NYT: Joe Biden to Nominate Alejandro Mayorkas as Homeland Security Secretary
Former US Vice President Joe Biden, the media's presumptive winner of the 2020 US election, will nominate ex-Deputy Secretary of Homeland Security (DHS) Alejandro Mayorkas as his pick for DHS secretary in his anticipated administration.
Citing Biden's transition office, the New York Times reported Monday that the Democratic presidential nominee intends to nominate Mayorkas, a fellow Obama-era official, as DHS secretary. If confirmed, the Cuban-American lawyer would be the first Latino to head the department.
Mayorkas entered the Obama administration as director of US Citizenship and Immigration Services in 2009, following a unanimous Senate confirmation vote. He was then promoted to DHS deputy secretary and held the position from 2013 to 2016.
Biden was initially slated to make this announcement and more nominations during a Tuesday address from Wilmington, Delaware. However, the former vice president released a statement on Monday confirming an array of cabinet and high-level administration nominations.

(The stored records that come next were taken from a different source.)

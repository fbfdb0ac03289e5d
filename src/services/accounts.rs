use chrono::{Duration, Utc};
use serde::{Deserialize, Serialize};
use uuid::Uuid;

use crate::{
    db::Store,
    error::{AppError, AppResult},
    models::{
        double_option, non_empty, user::normalize_email, ProfileUpdate, Session, UserProfile,
    },
};

pub const MIN_PASSWORD_LEN: usize = 6;

#[derive(Debug, Clone, Default, Deserialize)]
pub struct SignupRequest {
    pub name: Option<String>,
    pub email: Option<String>,
    pub password: Option<String>,
}

#[derive(Debug, Clone, Default, Deserialize)]
pub struct LoginRequest {
    pub email: Option<String>,
    pub password: Option<String>,
}

#[derive(Debug, Clone, Serialize)]
#[serde(rename_all = "camelCase")]
pub struct LoginResponse {
    pub token: String,
    pub expires_at: chrono::DateTime<Utc>,
    pub user: UserProfile,
}

/// Partial profile edit; `imageUrl` of `null` or `""` removes the avatar
#[derive(Debug, Clone, Default, Deserialize)]
#[serde(rename_all = "camelCase")]
pub struct ProfileRequest {
    pub name: Option<String>,
    #[serde(default, deserialize_with = "double_option")]
    pub image_url: Option<Option<String>>,
}

async fn hash_password(password: String, cost: u32) -> AppResult<String> {
    tokio::task::spawn_blocking(move || bcrypt::hash(password, cost))
        .await
        .map_err(|e| AppError::Internal(format!("Password hashing task failed: {}", e)))?
        .map_err(AppError::from)
}

async fn verify_password(password: String, hash: String) -> AppResult<bool> {
    tokio::task::spawn_blocking(move || bcrypt::verify(password, &hash))
        .await
        .map_err(|e| AppError::Internal(format!("Password check task failed: {}", e)))?
        .map_err(AppError::from)
}

pub async fn signup(store: &dyn Store, request: SignupRequest, bcrypt_cost: u32) -> AppResult<UserProfile> {
    let name = non_empty(request.name);
    let email = request.email.map(|e| normalize_email(&e)).filter(|e| !e.is_empty());
    let password = request.password.filter(|p| !p.is_empty());
    let (Some(name), Some(email), Some(password)) = (name, email, password) else {
        return Err(AppError::InvalidInput(
            "Name, email, and password are required".to_string(),
        ));
    };

    if password.chars().count() < MIN_PASSWORD_LEN {
        return Err(AppError::InvalidInput(format!(
            "Password must be at least {} characters",
            MIN_PASSWORD_LEN
        )));
    }

    if store.find_user_by_email(&email).await?.is_some() {
        return Err(AppError::InvalidInput("User already exists".to_string()));
    }

    let password_hash = hash_password(password, bcrypt_cost).await?;
    let user = store.create_user(&name, &email, &password_hash).await?;
    tracing::info!(user_id = %user.id, "Account created");
    Ok(user.profile())
}

/// Checks credentials and opens a session valid for `ttl_days`
pub async fn login(store: &dyn Store, request: LoginRequest, ttl_days: i64) -> AppResult<LoginResponse> {
    let invalid = || AppError::Unauthorized("Invalid email or password".to_string());

    let (Some(email), Some(password)) = (request.email, request.password) else {
        return Err(invalid());
    };

    let user = store
        .find_user_by_email(&normalize_email(&email))
        .await?
        .ok_or_else(invalid)?;

    if !verify_password(password, user.password_hash.clone()).await? {
        tracing::warn!(user_id = %user.id, "Rejected login");
        return Err(invalid());
    }

    let now = Utc::now();
    let session = Session {
        token: Uuid::new_v4().simple().to_string(),
        user_id: user.id,
        created_at: now,
        expires_at: now + Duration::days(ttl_days),
    };
    store.create_session(&session).await?;
    tracing::info!(user_id = %user.id, "Session opened");

    Ok(LoginResponse {
        token: session.token,
        expires_at: session.expires_at,
        user: user.profile(),
    })
}

pub async fn logout(store: &dyn Store, token: &str) -> AppResult<()> {
    store.delete_session(token).await
}

/// Resolves a bearer token; expired sessions are removed on sight
pub async fn authenticate(store: &dyn Store, token: &str) -> AppResult<Session> {
    let session = store
        .find_session(token)
        .await?
        .ok_or_else(|| AppError::Unauthorized("Unauthorized".to_string()))?;

    if session.is_expired(Utc::now()) {
        store.delete_session(token).await?;
        return Err(AppError::Unauthorized("Session expired".to_string()));
    }
    Ok(session)
}

pub async fn get_profile(store: &dyn Store, user_id: Uuid) -> AppResult<UserProfile> {
    store
        .get_user(user_id)
        .await?
        .map(|u| u.profile())
        .ok_or_else(|| AppError::NotFound("User not found".to_string()))
}

pub async fn update_profile(
    store: &dyn Store,
    user_id: Uuid,
    request: ProfileRequest,
) -> AppResult<UserProfile> {
    let name = match request.name {
        Some(name) => Some(non_empty(Some(name)).ok_or_else(|| {
            AppError::InvalidInput("Name must be a non-empty string".to_string())
        })?),
        None => None,
    };
    let update = ProfileUpdate {
        name,
        image_url: request.image_url.map(non_empty),
    };

    if update == ProfileUpdate::default() {
        return get_profile(store, user_id).await;
    }

    store
        .update_profile(user_id, &update)
        .await?
        .map(|u| u.profile())
        .ok_or_else(|| AppError::NotFound("User not found".to_string()))
}
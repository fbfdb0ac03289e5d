pub mod memory;
pub mod postgres;
pub mod redis;
pub mod store;

pub use memory::MemoryStore;
pub use postgres::{create_pool, run_migrations, PgStore};
pub use redis::create_redis_client;
pub use redis::Cache;
pub use redis::CacheKey;
pub use redis::CacheWriterHandle;
pub use store::{MediaStore, PreferenceStore, RoomStore, SessionStore, Store, UserStore};
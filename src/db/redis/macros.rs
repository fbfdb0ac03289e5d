/// Read-through caching around an async computation.
///
/// Looks the key up in the cache and returns the hit. On a miss it awaits
/// `$block`, queues the value for a background write and returns it. A failed
/// cache read is logged and treated as a miss so the upstream still answers.
///
/// # Arguments
/// * `$cache`: an `Option<&Cache>`; `None` disables caching entirely.
/// * `$key`: the [`CacheKey`](crate::db::CacheKey) to read and write.
/// * `$ttl`: time-to-live for the stored value, in seconds.
/// * `$block`: a future yielding `AppResult<T>`, evaluated only on a miss.
///
/// # Example
/// ```rust,ignore
/// let results: Vec<CatalogSearchResult> = cached!(self.cache.as_ref(), key, SEARCH_CACHE_TTL, async {
///     self.search_uncached(query, scope).await
/// })?;
/// ```
#[macro_export]
macro_rules! cached {
    ($cache:expr, $key:expr, $ttl:expr, $block:expr) => {{
        let cache: Option<&$crate::db::Cache> = $cache;
        let key = $key;
        let hit = match cache {
            Some(cache) => match cache.get_from_cache(&key).await {
                Ok(hit) => hit,
                Err(e) => {
                    tracing::warn!(error = %e, key = %key, "Cache read failed, falling back to upstream");
                    None
                }
            },
            None => None,
        };

        match hit {
            Some(value) => Ok(value),
            None => match $block.await {
                Ok(value) => {
                    if let Some(cache) = cache {
                        cache.set_in_background(&key, &value, $ttl);
                    }
                    Ok(value)
                }
                Err(e) => Err(e),
            },
        }
    }};
}
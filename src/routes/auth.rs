use axum::{extract::State, http::StatusCode, Extension, Json};
use serde_json::{json, Value};

use crate::{
    error::AppResult,
    middleware::AuthUser,
    routes::{success, AppState},
    services::accounts::{self, LoginRequest, LoginResponse, SignupRequest},
};

pub async fn signup(
    State(state): State<AppState>,
    Json(request): Json<SignupRequest>,
) -> AppResult<(StatusCode, Json<Value>)> {
    let user = accounts::signup(state.store.as_ref(), request, state.bcrypt_cost).await?;
    Ok((StatusCode::CREATED, Json(json!({ "user": user }))))
}

pub async fn login(
    State(state): State<AppState>,
    Json(request): Json<LoginRequest>,
) -> AppResult<Json<LoginResponse>> {
    let response = accounts::login(state.store.as_ref(), request, state.session_ttl_days).await?;
    Ok(Json(response))
}

pub async fn logout(
    State(state): State<AppState>,
    Extension(auth): Extension<AuthUser>,
) -> AppResult<Json<Value>> {
    accounts::logout(state.store.as_ref(), &auth.token).await?;
    Ok(success())
}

"We have no time to lose when it comes to our national security and foreign policy," Biden said in a statement, as reported by NBC News. "I need a team ready on Day One to help me reclaim America’s seat at the head of the table, rally the world to meet the biggest challenges we face, and advance our security, prosperity, and values. This is the crux of that team."
US foreign service veteran Linda Thomas-Greenfield, who served as assistant secretary of state for African affairs between 2013 and 2017, will be nominated as US ambassador to the United Nations, according to the transition office.

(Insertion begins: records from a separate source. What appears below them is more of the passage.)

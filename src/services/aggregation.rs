//! Per-item reduction of preference rows.
//!
//! Everything here is pure: callers hand over the preferences already loaded
//! for an item and get back views and statistics.

use serde::Serialize;
use std::{cmp::Ordering, collections::HashSet};
use uuid::Uuid;

use crate::models::{
    Excitement, MediaEntry, MediaItem, Preference, PreferenceStatus, PreferenceWithUser,
    UserSummary,
};

/// Whether a preference expresses interest in watching
pub fn is_interested(preference: &Preference) -> bool {
    preference.status.is_interested()
}

pub fn my_preference(preferences: &[PreferenceWithUser], user_id: Uuid) -> Option<&PreferenceWithUser> {
    preferences.iter().find(|p| p.preference.user_id == user_id)
}

/// Another member's rating, stripped to what the listing shows
#[derive(Debug, Clone, Serialize, PartialEq)]
#[serde(rename_all = "camelCase")]
pub struct OtherPreference {
    pub status: PreferenceStatus,
    pub excitement: Excitement,
    pub user: UserSummary,
}

pub fn other_preferences(preferences: &[PreferenceWithUser], user_id: Uuid) -> Vec<OtherPreference> {
    preferences
        .iter()
        .filter(|p| p.preference.user_id != user_id)
        .map(|p| OtherPreference {
            status: p.preference.status,
            excitement: p.preference.excitement,
            user: p.user.clone(),
        })
        .collect()
}

/// The caller's own rating as shown next to an item
#[derive(Debug, Clone, Serialize, PartialEq)]
#[serde(rename_all = "camelCase")]
pub struct MyPreference {
    pub status: PreferenceStatus,
    pub excitement: Excitement,
    pub notes: Option<String>,
    pub recommended_by_name: Option<String>,
    pub recommendation_context: Option<String>,
}

impl From<&Preference> for MyPreference {
    fn from(p: &Preference) -> Self {
        MyPreference {
            status: p.status,
            excitement: p.excitement,
            notes: p.notes.clone(),
            recommended_by_name: p.recommended_by_name.clone(),
            recommendation_context: p.recommendation_context.clone(),
        }
    }
}

/// Interest of a set of room members in one item
#[derive(Debug, Clone, PartialEq)]
pub struct InterestStats {
    pub interested_count: usize,
    pub excitement_sum: u32,
    pub interested_users: Vec<UserSummary>,
}

impl InterestStats {
    /// Mean excitement of the interested members, rounded to one decimal
    pub fn avg_excitement(&self) -> f64 {
        round_one_decimal(self.excitement_sum as f64 / self.interested_count as f64)
    }

    /// Compares exact (unrounded) averages
    pub fn cmp_avg(&self, other: &InterestStats) -> Ordering {
        let lhs = self.excitement_sum as u64 * other.interested_count as u64;
        let rhs = other.excitement_sum as u64 * self.interested_count as u64;
        lhs.cmp(&rhs)
    }
}

/// Interest among `member_ids`; `None` when no member is interested
pub fn room_interest_stats(
    preferences: &[PreferenceWithUser],
    member_ids: &HashSet<Uuid>,
) -> Option<InterestStats> {
    let interested: Vec<&PreferenceWithUser> = preferences
        .iter()
        .filter(|p| member_ids.contains(&p.preference.user_id))
        .filter(|p| is_interested(&p.preference))
        .collect();

    if interested.is_empty() {
        return None;
    }

    Some(InterestStats {
        interested_count: interested.len(),
        excitement_sum: interested
            .iter()
            .map(|p| p.preference.excitement.value() as u32)
            .sum(),
        interested_users: interested.iter().map(|p| p.user.clone()).collect(),
    })
}

/// Half away from zero
pub fn round_one_decimal(value: f64) -> f64 {
    (value * 10.0).round() / 10.0
}

/// One row of a media listing
#[derive(Debug, Clone, Serialize, PartialEq)]
#[serde(rename_all = "camelCase")]
pub struct MediaListing {
    #[serde(flatten)]
    pub item: MediaItem,
    /// Display name of the creator
    pub created_by: String,
    pub room_name: String,
    pub my_preference: Option<MyPreference>,
    pub other_preferences: Vec<OtherPreference>,
    pub preference_count: usize,
}

impl MediaListing {
    pub fn from_entry(entry: MediaEntry, user_id: Uuid) -> Self {
        let my_preference = my_preference(&entry.preferences, user_id)
            .map(|p| MyPreference::from(&p.preference));
        let other_preferences = other_preferences(&entry.preferences, user_id);
        MediaListing {
            preference_count: entry.preferences.len(),
            item: entry.item,
            created_by: entry.created_by_name,
            room_name: entry.room_name,
            my_preference,
            other_preferences,
        }
    }

    pub fn my_excitement(&self) -> u8 {
        self.my_preference
            .as_ref()
            .map(|p| p.excitement.value())
            .unwrap_or(0)
    }
}
use axum::{
    extract::{Query, State},
    Json,
};
use serde::Deserialize;
use serde_json::{json, Value};

use crate::{
    error::AppResult,
    models::CatalogDetails,
    routes::AppState,
    services::catalog,
};

#[derive(Debug, Deserialize)]
pub struct SearchQuery {
    query: Option<String>,
    #[serde(rename = "type")]
    scope: Option<String>,
}

#[derive(Debug, Deserialize)]
pub struct DetailsQuery {
    id: Option<String>,
    #[serde(rename = "type")]
    kind: Option<String>,
}

/// Handler for catalog search endpoint
pub async fn search(
    State(state): State<AppState>,
    Query(params): Query<SearchQuery>,
) -> AppResult<Json<Value>> {
    let results = catalog::search_catalog(
        state.catalog.as_ref(),
        params.query.as_deref(),
        params.scope.as_deref(),
    )
    .await?;
    Ok(Json(json!({ "results": results })))
}

pub async fn details(
    State(state): State<AppState>,
    Query(params): Query<DetailsQuery>,
) -> AppResult<Json<CatalogDetails>> {
    let details = catalog::catalog_details(
        state.catalog.as_ref(),
        params.id.as_deref(),
        params.kind.as_deref(),
    )
    .await?;
    Ok(Json(details))
}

The UN ambassador position will also be elevated to cabinet-level status, sources noted to the NYT. US President Donald Trump removed the ambassador seat from his cabinet following Nikki Haley's 2018 exit.
Thomas-Greenfield, who is a Black American woman, is expected to be one of many diverse nominees for Biden's cabinet.
"These individuals are equally as experienced and crisis-tested as they are innovative and imaginative," Biden said in a November 23 statement obtained by NBC News. "Their accomplishments in diplomacy are unmatched, but they also reflect the idea that we cannot meet the profound challenges of this new moment with old thinking and unchanged habits – or without diversity of background and perspective. It’s why I’ve selected them.”
Avril Haines, a former White House deputy national security adviser, has been tapped as Biden's director of national intelligence. Confirmation to the position would make her the first woman to ever hold the position.
Biden's transition office also confirmed reports that former US Deputy Secretary of State Antony Blinken and Jake Sullivan were selected to serve on the Democrat's potential administration.
Blinken was tapped for US secretary of state and Sullivan, a senior policy adviser with Hillary Clinton's Department of State, received the nomination to serve as Biden's national security adviser.
Former US Secretary of State John Kerry was also picked by Biden to serve as special presidential envoy for climate. The 76-year-old Democrat publicly accepted the nomination via social media Monday.
America will soon have a government that treats the climate crisis as the urgent national security threat it is. I'm proud to partner with the President-elect, our allies, and the young leaders of the climate movement to take on this crisis as the President's Climate Envoy.